(Stored data)

%%

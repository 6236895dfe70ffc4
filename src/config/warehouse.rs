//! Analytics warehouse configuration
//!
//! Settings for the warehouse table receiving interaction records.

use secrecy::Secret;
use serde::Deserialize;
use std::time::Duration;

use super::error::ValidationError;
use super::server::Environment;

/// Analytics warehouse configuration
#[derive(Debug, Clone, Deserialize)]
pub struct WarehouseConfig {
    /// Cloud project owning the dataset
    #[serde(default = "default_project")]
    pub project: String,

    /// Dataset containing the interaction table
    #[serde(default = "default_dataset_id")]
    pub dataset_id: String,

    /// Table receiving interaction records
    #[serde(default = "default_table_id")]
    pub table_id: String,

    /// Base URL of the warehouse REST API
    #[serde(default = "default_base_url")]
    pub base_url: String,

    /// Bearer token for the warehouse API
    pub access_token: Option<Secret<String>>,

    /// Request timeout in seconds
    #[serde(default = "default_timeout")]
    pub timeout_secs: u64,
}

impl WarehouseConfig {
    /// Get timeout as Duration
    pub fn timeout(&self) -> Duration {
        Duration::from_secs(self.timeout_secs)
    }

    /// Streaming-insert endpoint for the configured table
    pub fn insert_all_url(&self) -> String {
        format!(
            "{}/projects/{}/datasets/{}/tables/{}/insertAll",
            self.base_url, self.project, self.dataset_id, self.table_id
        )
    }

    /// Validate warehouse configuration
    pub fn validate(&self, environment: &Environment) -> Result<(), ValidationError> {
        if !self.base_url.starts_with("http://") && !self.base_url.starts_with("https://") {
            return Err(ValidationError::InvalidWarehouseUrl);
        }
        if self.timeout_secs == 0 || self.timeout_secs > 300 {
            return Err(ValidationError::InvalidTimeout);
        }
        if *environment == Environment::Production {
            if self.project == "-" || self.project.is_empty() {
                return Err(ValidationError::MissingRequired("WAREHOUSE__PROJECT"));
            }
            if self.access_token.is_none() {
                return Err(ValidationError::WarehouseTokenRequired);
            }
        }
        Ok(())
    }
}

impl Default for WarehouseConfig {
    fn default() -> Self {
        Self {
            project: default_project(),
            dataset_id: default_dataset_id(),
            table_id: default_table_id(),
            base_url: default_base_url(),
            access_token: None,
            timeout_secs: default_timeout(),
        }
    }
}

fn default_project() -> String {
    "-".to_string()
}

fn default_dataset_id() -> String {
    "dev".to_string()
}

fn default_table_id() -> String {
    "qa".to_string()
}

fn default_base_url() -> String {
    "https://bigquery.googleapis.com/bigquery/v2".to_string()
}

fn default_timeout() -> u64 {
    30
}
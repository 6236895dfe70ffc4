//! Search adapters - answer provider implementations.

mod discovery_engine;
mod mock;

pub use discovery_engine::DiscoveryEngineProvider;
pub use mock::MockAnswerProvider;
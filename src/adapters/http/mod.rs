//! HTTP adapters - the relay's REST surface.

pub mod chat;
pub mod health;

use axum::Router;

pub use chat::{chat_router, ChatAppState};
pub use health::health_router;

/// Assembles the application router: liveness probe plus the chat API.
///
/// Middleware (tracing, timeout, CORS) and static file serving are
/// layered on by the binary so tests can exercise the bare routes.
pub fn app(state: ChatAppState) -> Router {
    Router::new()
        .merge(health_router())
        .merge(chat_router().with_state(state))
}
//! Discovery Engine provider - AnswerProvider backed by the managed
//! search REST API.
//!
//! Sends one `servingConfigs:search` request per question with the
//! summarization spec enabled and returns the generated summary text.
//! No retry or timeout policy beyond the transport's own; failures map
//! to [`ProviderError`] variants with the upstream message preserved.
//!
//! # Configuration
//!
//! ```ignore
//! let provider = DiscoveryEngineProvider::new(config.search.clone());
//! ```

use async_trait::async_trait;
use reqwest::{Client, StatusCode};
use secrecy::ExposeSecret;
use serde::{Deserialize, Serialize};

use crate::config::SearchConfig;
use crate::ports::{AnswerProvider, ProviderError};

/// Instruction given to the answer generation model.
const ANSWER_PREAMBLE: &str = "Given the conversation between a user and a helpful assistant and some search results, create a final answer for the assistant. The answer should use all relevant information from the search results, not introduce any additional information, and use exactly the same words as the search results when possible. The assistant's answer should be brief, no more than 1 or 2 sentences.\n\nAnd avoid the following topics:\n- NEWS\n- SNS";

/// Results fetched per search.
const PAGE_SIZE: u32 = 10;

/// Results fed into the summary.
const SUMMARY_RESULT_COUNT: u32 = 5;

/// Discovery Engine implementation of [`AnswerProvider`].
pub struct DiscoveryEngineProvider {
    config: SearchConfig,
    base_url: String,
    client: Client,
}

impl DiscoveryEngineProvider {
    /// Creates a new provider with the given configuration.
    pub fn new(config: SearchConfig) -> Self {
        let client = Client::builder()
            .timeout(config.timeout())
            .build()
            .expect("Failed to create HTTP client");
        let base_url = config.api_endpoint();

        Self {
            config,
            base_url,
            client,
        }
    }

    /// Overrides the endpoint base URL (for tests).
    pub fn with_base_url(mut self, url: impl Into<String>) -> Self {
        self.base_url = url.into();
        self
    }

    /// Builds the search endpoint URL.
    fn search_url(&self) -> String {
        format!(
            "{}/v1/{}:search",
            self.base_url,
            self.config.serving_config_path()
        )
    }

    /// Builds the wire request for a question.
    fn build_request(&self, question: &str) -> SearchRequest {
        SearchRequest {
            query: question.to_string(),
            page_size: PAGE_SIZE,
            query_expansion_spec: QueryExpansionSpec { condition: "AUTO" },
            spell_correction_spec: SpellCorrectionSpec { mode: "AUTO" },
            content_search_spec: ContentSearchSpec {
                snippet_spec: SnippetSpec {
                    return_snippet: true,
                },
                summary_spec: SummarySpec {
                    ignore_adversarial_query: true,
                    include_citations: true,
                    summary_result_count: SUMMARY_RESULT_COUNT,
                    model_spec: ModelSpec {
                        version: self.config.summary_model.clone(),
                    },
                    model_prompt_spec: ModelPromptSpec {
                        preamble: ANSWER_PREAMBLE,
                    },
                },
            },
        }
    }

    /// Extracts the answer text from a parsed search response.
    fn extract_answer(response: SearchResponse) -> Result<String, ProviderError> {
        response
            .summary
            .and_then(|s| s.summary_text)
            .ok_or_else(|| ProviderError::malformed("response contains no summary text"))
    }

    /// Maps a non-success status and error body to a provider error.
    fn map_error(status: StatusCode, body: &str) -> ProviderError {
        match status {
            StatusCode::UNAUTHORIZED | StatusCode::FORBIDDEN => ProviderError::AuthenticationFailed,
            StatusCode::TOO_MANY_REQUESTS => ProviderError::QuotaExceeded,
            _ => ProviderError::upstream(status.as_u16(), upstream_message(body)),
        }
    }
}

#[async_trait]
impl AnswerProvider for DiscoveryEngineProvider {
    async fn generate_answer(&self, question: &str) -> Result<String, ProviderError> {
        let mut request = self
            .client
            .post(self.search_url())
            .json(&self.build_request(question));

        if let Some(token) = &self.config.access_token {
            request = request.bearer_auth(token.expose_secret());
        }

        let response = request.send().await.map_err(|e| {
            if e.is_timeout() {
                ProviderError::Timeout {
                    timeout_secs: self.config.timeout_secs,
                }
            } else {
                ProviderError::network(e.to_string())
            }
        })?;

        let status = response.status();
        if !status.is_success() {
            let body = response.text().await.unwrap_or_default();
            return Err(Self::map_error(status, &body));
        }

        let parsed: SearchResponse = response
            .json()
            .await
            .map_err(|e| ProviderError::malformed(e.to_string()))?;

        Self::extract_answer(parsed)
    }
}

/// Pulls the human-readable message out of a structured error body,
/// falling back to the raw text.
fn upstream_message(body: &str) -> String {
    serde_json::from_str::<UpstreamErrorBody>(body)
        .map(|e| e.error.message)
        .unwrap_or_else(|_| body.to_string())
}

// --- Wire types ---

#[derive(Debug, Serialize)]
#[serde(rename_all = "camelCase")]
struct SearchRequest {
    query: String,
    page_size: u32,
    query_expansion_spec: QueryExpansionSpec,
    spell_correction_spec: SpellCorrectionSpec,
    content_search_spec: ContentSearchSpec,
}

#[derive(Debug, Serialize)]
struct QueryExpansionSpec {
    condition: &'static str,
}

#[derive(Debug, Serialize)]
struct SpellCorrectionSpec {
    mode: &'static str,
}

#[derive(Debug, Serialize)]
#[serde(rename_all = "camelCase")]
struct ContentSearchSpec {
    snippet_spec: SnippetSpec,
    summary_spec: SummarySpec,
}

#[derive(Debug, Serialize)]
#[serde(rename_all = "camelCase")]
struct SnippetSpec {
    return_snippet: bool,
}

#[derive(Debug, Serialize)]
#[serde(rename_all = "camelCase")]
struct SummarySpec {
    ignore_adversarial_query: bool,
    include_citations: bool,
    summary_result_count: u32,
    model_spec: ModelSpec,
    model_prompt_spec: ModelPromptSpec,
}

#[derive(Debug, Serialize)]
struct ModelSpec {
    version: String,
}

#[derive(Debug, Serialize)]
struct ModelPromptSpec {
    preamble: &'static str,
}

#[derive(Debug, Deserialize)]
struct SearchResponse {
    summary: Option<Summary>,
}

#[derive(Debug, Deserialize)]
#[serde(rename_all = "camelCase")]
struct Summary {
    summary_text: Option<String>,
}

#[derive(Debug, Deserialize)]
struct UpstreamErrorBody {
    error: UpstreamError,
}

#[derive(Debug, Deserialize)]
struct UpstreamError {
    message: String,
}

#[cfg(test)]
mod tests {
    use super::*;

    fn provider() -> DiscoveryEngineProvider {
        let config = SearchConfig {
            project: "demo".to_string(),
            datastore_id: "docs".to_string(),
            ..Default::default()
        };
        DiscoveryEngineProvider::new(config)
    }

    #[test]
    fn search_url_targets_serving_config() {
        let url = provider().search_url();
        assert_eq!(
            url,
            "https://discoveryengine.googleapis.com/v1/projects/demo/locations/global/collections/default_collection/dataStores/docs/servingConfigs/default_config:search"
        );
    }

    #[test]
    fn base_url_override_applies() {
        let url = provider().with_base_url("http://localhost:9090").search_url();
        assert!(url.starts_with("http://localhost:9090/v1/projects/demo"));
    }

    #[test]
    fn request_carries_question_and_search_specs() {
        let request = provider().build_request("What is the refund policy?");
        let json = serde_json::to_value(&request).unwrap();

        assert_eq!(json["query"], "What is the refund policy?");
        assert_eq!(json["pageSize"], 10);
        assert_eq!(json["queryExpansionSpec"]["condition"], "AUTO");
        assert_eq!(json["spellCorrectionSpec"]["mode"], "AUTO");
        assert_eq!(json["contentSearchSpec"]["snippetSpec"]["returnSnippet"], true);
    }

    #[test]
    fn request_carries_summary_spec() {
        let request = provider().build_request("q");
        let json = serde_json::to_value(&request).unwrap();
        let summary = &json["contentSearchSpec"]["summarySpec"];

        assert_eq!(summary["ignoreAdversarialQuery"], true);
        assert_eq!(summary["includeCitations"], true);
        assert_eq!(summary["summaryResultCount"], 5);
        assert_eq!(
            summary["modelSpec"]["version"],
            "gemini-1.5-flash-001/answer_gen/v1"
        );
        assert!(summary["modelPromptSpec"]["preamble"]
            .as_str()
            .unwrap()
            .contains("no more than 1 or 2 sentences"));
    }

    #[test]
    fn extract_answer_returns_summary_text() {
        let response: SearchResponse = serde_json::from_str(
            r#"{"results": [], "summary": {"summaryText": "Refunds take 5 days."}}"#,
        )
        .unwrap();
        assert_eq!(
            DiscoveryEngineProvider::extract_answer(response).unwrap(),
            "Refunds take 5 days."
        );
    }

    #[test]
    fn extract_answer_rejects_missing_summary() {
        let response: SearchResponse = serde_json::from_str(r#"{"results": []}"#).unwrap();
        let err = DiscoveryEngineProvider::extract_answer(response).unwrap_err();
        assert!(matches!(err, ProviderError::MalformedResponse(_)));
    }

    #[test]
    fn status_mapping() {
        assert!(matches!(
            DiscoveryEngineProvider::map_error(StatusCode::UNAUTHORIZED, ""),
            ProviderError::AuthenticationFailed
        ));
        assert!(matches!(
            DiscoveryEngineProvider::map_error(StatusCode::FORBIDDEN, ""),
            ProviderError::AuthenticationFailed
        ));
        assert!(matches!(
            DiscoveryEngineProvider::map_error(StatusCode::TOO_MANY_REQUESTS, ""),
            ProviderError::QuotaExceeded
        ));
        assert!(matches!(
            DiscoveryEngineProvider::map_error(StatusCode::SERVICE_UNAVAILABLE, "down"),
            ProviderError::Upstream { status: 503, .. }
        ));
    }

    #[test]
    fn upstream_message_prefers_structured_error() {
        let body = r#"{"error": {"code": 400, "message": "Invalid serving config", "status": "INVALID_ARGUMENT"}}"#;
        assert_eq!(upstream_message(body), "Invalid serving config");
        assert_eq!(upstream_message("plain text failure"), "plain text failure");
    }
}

%%

* [Task prompt]: Every line in the data above that contains "days" needs to be copied.

* [Answer area]:
            r#"{"results": [], "summary": {"summaryText": "Refunds take 5 days."}}"#,
            "Refunds take 5 days."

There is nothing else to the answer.